Filter the entries for the word "Iterator". Copy each line in which it occurs.

> _Source material_
====

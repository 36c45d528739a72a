//! Bounds-checked cell storage and terrain queries.

use crate::config::PheromoneConfig;
use crate::error::{Result, SimError};
use crate::pheromone::PheromoneField;
use formica_data::{Cell, Direction, Position, TerrainKind};
use serde::{Deserialize, Serialize};

/// Terrain part of a cell. Pheromone lives in [`PheromoneField`].
#[derive(Debug, Clone, Copy, Default, PartialEq, Serialize, Deserialize)]
pub struct TerrainCell {
    pub terrain: TerrainKind,
    pub food_amount: u32,
    pub owner: Option<u32>,
}

#[derive(Serialize, Deserialize, Clone, Debug)]
pub struct Grid {
    width: u16,
    height: u16,
    cells: Vec<TerrainCell>,
    pub pheromones: PheromoneField,
}

impl Grid {
    pub fn new(width: u16, height: u16, params: PheromoneConfig) -> Self {
        Self {
            width,
            height,
            cells: vec![TerrainCell::default(); width as usize * height as usize],
            pheromones: PheromoneField::new(width, height, params),
        }
    }

    pub fn width(&self) -> u16 {
        self.width
    }

    pub fn height(&self) -> u16 {
        self.height
    }

    #[inline(always)]
    pub fn index(&self, pos: Position) -> Option<usize> {
        self.is_valid(pos)
            .then(|| pos.y as usize * self.width as usize + pos.x as usize)
    }

    #[inline]
    pub fn is_valid(&self, pos: Position) -> bool {
        pos.x >= 0 && pos.y >= 0 && pos.x < self.width as i32 && pos.y < self.height as i32
    }

    pub fn is_walkable(&self, pos: Position) -> bool {
        self.terrain_at(pos)
            .map(|cell| cell.terrain.is_walkable())
            .unwrap_or(false)
    }

    pub fn terrain_at(&self, pos: Position) -> Option<&TerrainCell> {
        self.index(pos).map(|idx| &self.cells[idx])
    }

    /// Full cell view including both pheromone channels.
    pub fn cell_at(&self, pos: Position) -> Option<Cell> {
        let terrain = self.terrain_at(pos)?;
        let pheromone = self.pheromones.get_cell(pos).copied().unwrap_or_default();
        Some(Cell {
            terrain: terrain.terrain,
            pheromone_food: pheromone.food,
            pheromone_home: pheromone.home,
            food_amount: terrain.food_amount,
            owning_colony: terrain.owner,
        })
    }

    /// Neighbours of `pos` an agent could step onto, in scan order.
    pub fn walkable_neighbors(&self, pos: Position) -> impl Iterator<Item = Direction> + '_ {
        Direction::ALL
            .into_iter()
            .filter(move |d| self.is_walkable(pos.step(*d)))
    }

    /// Resets terrain, food, owner and pheromone of a cell.
    pub fn clear_cell(&mut self, pos: Position) -> Result<()> {
        let idx = self.index(pos).ok_or(SimError::OutOfBounds(pos))?;
        self.cells[idx] = TerrainCell::default();
        self.pheromones.clear(pos);
        Ok(())
    }

    fn occupy(&mut self, pos: Position, cell: TerrainCell) -> Result<()> {
        let idx = match self.index(pos) {
            Some(idx) => idx,
            None => {
                tracing::warn!(%pos, "Placement outside the grid rejected");
                return Err(SimError::OutOfBounds(pos));
            }
        };
        if self.cells[idx].terrain != TerrainKind::Empty {
            tracing::debug!(%pos, "Position already occupied, clearing first");
            self.clear_cell(pos)?;
        }
        self.cells[idx] = cell;
        Ok(())
    }

    pub fn place_nest(&mut self, pos: Position, colony_id: u32) -> Result<()> {
        self.occupy(
            pos,
            TerrainCell {
                terrain: TerrainKind::Nest,
                food_amount: 0,
                owner: Some(colony_id),
            },
        )
    }

    pub fn place_food(&mut self, pos: Position, amount: u32) -> Result<()> {
        if amount == 0 {
            return Err(SimError::validation("food amount must be positive"));
        }
        self.occupy(
            pos,
            TerrainCell {
                terrain: TerrainKind::Food,
                food_amount: amount,
                owner: None,
            },
        )
    }

    pub fn place_obstacle(&mut self, pos: Position) -> Result<()> {
        self.occupy(
            pos,
            TerrainCell {
                terrain: TerrainKind::Wall,
                ..TerrainCell::default()
            },
        )
    }

    pub fn place_water(&mut self, pos: Position) -> Result<()> {
        self.occupy(
            pos,
            TerrainCell {
                terrain: TerrainKind::Water,
                ..TerrainCell::default()
            },
        )
    }

    /// Removes one unit of food from a food cell. The cell reverts to empty
    /// ground once exhausted. Returns `false` if there was nothing to take.
    pub fn take_food(&mut self, pos: Position) -> bool {
        let Some(idx) = self.index(pos) else {
            return false;
        };
        let cell = &mut self.cells[idx];
        if cell.terrain != TerrainKind::Food || cell.food_amount == 0 {
            return false;
        }
        cell.food_amount -= 1;
        if cell.food_amount == 0 {
            cell.terrain = TerrainKind::Empty;
        }
        true
    }

    /// Sum of food left on food cells.
    pub fn total_food(&self) -> u64 {
        self.cells
            .iter()
            .filter(|c| c.terrain == TerrainKind::Food)
            .map(|c| u64::from(c.food_amount))
            .sum()
    }

    /// Writes a complete cell, bypassing the occupant-clearing rules.
    /// Used when rebuilding a world from a snapshot.
    pub fn restore_cell(&mut self, pos: Position, cell: &Cell) -> Result<()> {
        let idx = self.index(pos).ok_or(SimError::OutOfBounds(pos))?;
        if !cell.is_consistent() {
            return Err(SimError::validation(format!(
                "inconsistent cell at {pos}: {cell:?}"
            )));
        }
        self.cells[idx] = TerrainCell {
            terrain: cell.terrain,
            food_amount: cell.food_amount,
            owner: cell.owning_colony,
        };
        self.pheromones
            .set(pos, cell.pheromone_food, cell.pheromone_home);
        Ok(())
    }

    /// All cell views in row-major order.
    pub fn cells(&self) -> impl Iterator<Item = Cell> + '_ {
        let w = self.width as i32;
        (0..self.cells.len()).filter_map(move |i| {
            let i = i as i32;
            self.cell_at(Position::new(i % w, i / w))
        })
    }
}

#[cfg(test)]
mod tests {
    use super::*;

    fn grid() -> Grid {
        Grid::new(10, 8, PheromoneConfig::default())
    }

    #[test]
    fn test_bounds() {
        let g = grid();
        assert!(g.is_valid(Position::new(0, 0)));
        assert!(g.is_valid(Position::new(9, 7)));
        assert!(!g.is_valid(Position::new(10, 7)));
        assert!(!g.is_valid(Position::new(0, -1)));
        assert!(g.cell_at(Position::new(-1, 0)).is_none());
        assert!(!g.is_walkable(Position::new(20, 20)));
    }

    #[test]
    fn test_placement_clears_previous_occupant() {
        let mut g = grid();
        let p = Position::new(3, 3);
        g.place_nest(p, 1).unwrap();
        g.pheromones
            .deposit(p, formica_data::PheromoneChannel::Home, 50.0);
        g.place_food(p, 20).unwrap();

        let cell = g.cell_at(p).unwrap();
        assert_eq!(cell.terrain, TerrainKind::Food);
        assert_eq!(cell.food_amount, 20);
        assert_eq!(cell.owning_colony, None);
        assert_eq!(cell.pheromone_home, 0.0);
        assert!(cell.is_consistent());

        g.place_obstacle(p).unwrap();
        let cell = g.cell_at(p).unwrap();
        assert_eq!(cell.terrain, TerrainKind::Wall);
        assert_eq!(cell.food_amount, 0);
        assert!(!g.is_walkable(p));
    }

    #[test]
    fn test_invalid_placement_does_not_mutate() {
        let mut g = grid();
        assert_eq!(
            g.place_food(Position::new(11, 0), 5),
            Err(SimError::OutOfBounds(Position::new(11, 0)))
        );
        assert!(matches!(
            g.place_food(Position::new(1, 1), 0),
            Err(SimError::Validation(_))
        ));
        assert_eq!(g.total_food(), 0);
        assert!(g.cells().all(|c| c == Cell::default()));
    }

    #[test]
    fn test_take_food_exhausts_cell() {
        let mut g = grid();
        let p = Position::new(2, 5);
        g.place_food(p, 2).unwrap();
        assert!(g.take_food(p));
        assert_eq!(g.total_food(), 1);
        assert!(g.take_food(p));
        assert_eq!(g.cell_at(p).unwrap().terrain, TerrainKind::Empty);
        assert!(!g.take_food(p));
        assert_eq!(g.total_food(), 0);
    }

    #[test]
    fn test_walkable_neighbors_skip_walls_and_edges() {
        let mut g = grid();
        g.place_obstacle(Position::new(1, 0)).unwrap();
        let dirs: Vec<_> = g.walkable_neighbors(Position::new(0, 0)).collect();
        assert_eq!(dirs, vec![Direction::SouthEast, Direction::South]);
    }

    #[test]
    fn test_restore_rejects_inconsistent_cell() {
        let mut g = grid();
        let bad = Cell {
            terrain: TerrainKind::Nest,
            ..Cell::default()
        };
        assert!(g.restore_cell(Position::new(0, 0), &bad).is_err());
    }
}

====

> _Exercise response_
    pub fn walkable_neighbors(&self, pos: Position) -> impl Iterator<Item = Direction> + '_ {
    pub fn cells(&self) -> impl Iterator<Item = Cell> + '_ {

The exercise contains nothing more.